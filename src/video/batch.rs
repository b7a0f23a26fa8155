//! Directory batch driver: one video at a time, failures isolated per item.

use std::fs;
use std::path::{Path, PathBuf};

use anyhow::{Context, Result};

use super::backend::MediaBackend;
use super::pipeline::{ProcessOutcome, VideoOverlayPipeline};
use crate::detect::DetectionResult;

pub const VIDEO_EXTENSIONS: &[&str] = &["mp4", "mov"];
pub const DEFAULT_OUTPUT_SUFFIX: &str = "_output";

/// Videos directly inside `dir`, sorted by path. Extension match ignores case.
pub fn scan_videos(dir: &Path) -> Result<Vec<PathBuf>> {
    let mut videos = Vec::new();
    for entry in fs::read_dir(dir).with_context(|| format!("failed to read {}", dir.display()))? {
        let path = entry?.path();
        if !path.is_file() {
            continue;
        }
        let is_video = path
            .extension()
            .and_then(|ext| ext.to_str())
            .is_some_and(|ext| {
                VIDEO_EXTENSIONS
                    .iter()
                    .any(|known| ext.eq_ignore_ascii_case(known))
            });
        if is_video {
            videos.push(path);
        }
    }
    videos.sort();
    Ok(videos)
}

/// `<out_dir>/<stem><suffix>.mp4`
pub fn output_path_for(input: &Path, out_dir: &Path, suffix: &str) -> PathBuf {
    let stem = input
        .file_stem()
        .map(|s| s.to_string_lossy().into_owned())
        .unwrap_or_else(|| "video".to_string());
    out_dir.join(format!("{stem}{suffix}.mp4"))
}

#[derive(Debug, Default)]
pub struct BatchReport {
    pub rendered: Vec<PathBuf>,
    pub skipped: Vec<PathBuf>,
    pub failed: Vec<(PathBuf, String)>,
    /// Set when the run stopped early on the cancellation flag.
    pub cancelled: bool,
}

impl BatchReport {
    pub fn is_clean(&self) -> bool {
        self.failed.is_empty() && !self.cancelled
    }

    pub fn summary(&self) -> String {
        format!(
            "{} rendered, {} skipped, {} failed{}",
            self.rendered.len(),
            self.skipped.len(),
            self.failed.len(),
            if self.cancelled { " (cancelled)" } else { "" }
        )
    }
}

/// Renders every input in order. Existing outputs are skipped before
/// `load_buffer` runs, so cached or remote detections are never fetched for
/// finished videos. An error on one item is logged and recorded, then the
/// batch moves on.
pub fn run_batch<B, F>(
    pipeline: &VideoOverlayPipeline<B>,
    inputs: &[PathBuf],
    out_dir: &Path,
    suffix: &str,
    mut load_buffer: F,
) -> BatchReport
where
    B: MediaBackend,
    F: FnMut(&Path) -> Result<Vec<DetectionResult>>,
{
    let mut report = BatchReport::default();
    for (index, input) in inputs.iter().enumerate() {
        if pipeline.is_cancelled() {
            log::warn!("batch cancelled after {} of {} videos", index, inputs.len());
            report.cancelled = true;
            break;
        }
        let output = output_path_for(input, out_dir, suffix);
        if output.exists() {
            log::info!("output {} already exists, skipping", output.display());
            report.skipped.push(input.clone());
            continue;
        }

        log::info!("[{}/{}] {}", index + 1, inputs.len(), input.display());
        let result = load_buffer(input)
            .and_then(|buffer| pipeline.process_video(input, &output, &buffer));
        match result {
            Ok(ProcessOutcome::Rendered(stats)) => {
                log::info!(
                    "{}: {} frames, {} annotated",
                    input.display(),
                    stats.frames,
                    stats.annotated
                );
                report.rendered.push(input.clone());
            }
            Ok(ProcessOutcome::Skipped) => report.skipped.push(input.clone()),
            Err(err) => {
                log::error!("{} failed: {:#}", input.display(), err);
                report.failed.push((input.clone(), format!("{:#}", err)));
            }
        }
    }
    report
}
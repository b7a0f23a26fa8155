mod result;
mod walk;

pub use result::{DetectedObject, DetectionResult, Keypoint, KeypointSet, ResultEvent};
pub use walk::{walk_objects, MAX_OBJECT_DEPTH};

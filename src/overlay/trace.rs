//! Motion trails for tracked objects.
//!
//! `TraceTracker` keeps a bounded centroid history per trace id. One tracker is
//! meant to live for exactly one video: histories are never pruned, so reusing
//! a tracker across videos would leak trails from one clip into the next.

use std::collections::{BTreeMap, VecDeque};

use super::{trace_color, Color, DrawPrimitive, LineShape};

/// Maximum centroid samples kept per trace id.
pub const MAX_TRACE_SAMPLES: usize = 50;

#[derive(Clone, Copy, Debug, PartialEq)]
pub struct TraceSample {
    pub x: f32,
    pub y: f32,
    pub color: Color,
}

#[derive(Debug)]
pub struct TraceTracker {
    histories: BTreeMap<u64, VecDeque<TraceSample>>,
    max_samples: usize,
}

impl Default for TraceTracker {
    fn default() -> Self {
        Self::new()
    }
}

impl TraceTracker {
    pub fn new() -> Self {
        Self::with_capacity(MAX_TRACE_SAMPLES)
    }

    pub fn with_capacity(max_samples: usize) -> Self {
        Self {
            histories: BTreeMap::new(),
            max_samples: max_samples.max(1),
        }
    }

    /// Record the centroid of every traced rect in this frame.
    pub fn update(&mut self, frame: &[DrawPrimitive]) {
        let max_samples = self.max_samples;
        for primitive in frame {
            let DrawPrimitive::Rect(rect) = primitive else {
                continue;
            };
            let Some(trace_id) = rect.trace_id else {
                continue;
            };
            let (x, y) = rect.centroid();
            let history = self
                .histories
                .entry(trace_id)
                .or_insert_with(|| VecDeque::with_capacity(max_samples));
            history.push_back(TraceSample {
                x,
                y,
                color: rect.color,
            });
            while history.len() > max_samples {
                history.pop_front();
            }
        }
    }

    /// One line per consecutive pair of samples, for every tracked id.
    pub fn current_trail_lines(&self) -> Vec<DrawPrimitive> {
        let mut lines = Vec::new();
        for (trace_id, history) in &self.histories {
            let color = trace_color(*trace_id);
            for (a, b) in history.iter().zip(history.iter().skip(1)) {
                lines.push(DrawPrimitive::Line(LineShape {
                    x1: a.x,
                    y1: a.y,
                    x2: b.x,
                    y2: b.y,
                    label: None,
                    score: None,
                    color,
                }));
            }
        }
        lines
    }

    pub fn history(&self, trace_id: u64) -> Option<&VecDeque<TraceSample>> {
        self.histories.get(&trace_id)
    }

    pub fn tracked_ids(&self) -> impl Iterator<Item = u64> + '_ {
        self.histories.keys().copied()
    }

    pub fn is_empty(&self) -> bool {
        self.histories.is_empty()
    }
}
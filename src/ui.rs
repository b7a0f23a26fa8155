use clap::ValueEnum;
use indicatif::{ProgressBar, ProgressDrawTarget, ProgressStyle};
use std::io::IsTerminal;
use std::time::{Duration, Instant};

#[derive(Clone, Copy, Debug, Default, PartialEq, Eq, ValueEnum)]
pub enum UiMode {
    #[default]
    Auto,
    Plain,
    Pretty,
}

/// Terminal feedback for the overlay binaries: stage spinners and a per-video
/// batch bar on a TTY, `==>` lines otherwise.
#[derive(Clone, Debug)]
pub struct Ui {
    pretty: bool,
}

impl Ui {
    pub fn new(mode: UiMode, is_tty: bool, disable_pretty: bool) -> Self {
        let pretty = is_tty
            && match mode {
                UiMode::Pretty => true,
                UiMode::Auto => !disable_pretty,
                UiMode::Plain => false,
            };
        Self { pretty }
    }

    /// Resolves `mode` against stderr and `NO_COLOR`.
    pub fn detect(mode: UiMode) -> Self {
        let no_color = std::env::var_os("NO_COLOR").is_some_and(|v| !v.is_empty());
        Self::new(mode, std::io::stderr().is_terminal(), no_color)
    }

    pub fn is_pretty(&self) -> bool {
        self.pretty
    }

    pub fn stage(&self, name: &str) -> StageGuard {
        if self.pretty {
            let spinner = ProgressBar::new_spinner();
            spinner.set_draw_target(ProgressDrawTarget::stderr());
            spinner.enable_steady_tick(Duration::from_millis(120));
            let style = ProgressStyle::with_template("{spinner} {msg}")
                .unwrap_or_else(|_| ProgressStyle::default_spinner());
            spinner.set_style(style);
            spinner.set_message(format!("{name}…"));
            StageGuard::new(name.to_string(), Some(spinner))
        } else {
            eprintln!("==> {}", name);
            StageGuard::new(name.to_string(), None)
        }
    }

    /// Bar over the videos of a batch; hidden in plain mode, where the log
    /// lines already report each item.
    pub fn batch_bar(&self, videos: usize) -> ProgressBar {
        if !self.pretty {
            return ProgressBar::hidden();
        }
        let bar = ProgressBar::with_draw_target(Some(videos as u64), ProgressDrawTarget::stderr());
        let style = ProgressStyle::with_template("{bar:30} {pos}/{len} videos {msg}")
            .unwrap_or_else(|_| ProgressStyle::default_bar());
        bar.set_style(style);
        bar
    }
}

pub struct StageGuard {
    name: String,
    start: Instant,
    spinner: Option<ProgressBar>,
}

impl StageGuard {
    fn new(name: String, spinner: Option<ProgressBar>) -> Self {
        Self {
            name,
            start: Instant::now(),
            spinner,
        }
    }
}

impl Drop for StageGuard {
    fn drop(&mut self) {
        let message = format!("✔ {} ({})", self.name, format_duration(self.start.elapsed()));
        match &self.spinner {
            Some(spinner) => spinner.finish_with_message(message),
            None => eprintln!("{message}"),
        }
    }
}

fn format_duration(duration: Duration) -> String {
    if duration.as_secs() >= 1 {
        format!("{:.2}s", duration.as_secs_f64())
    } else {
        format!("{}ms", duration.as_millis())
    }
}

-------

◆ What is being asked:
Go through the entries above and count the lines containing "every". Give the number only.

◆ Task output:
3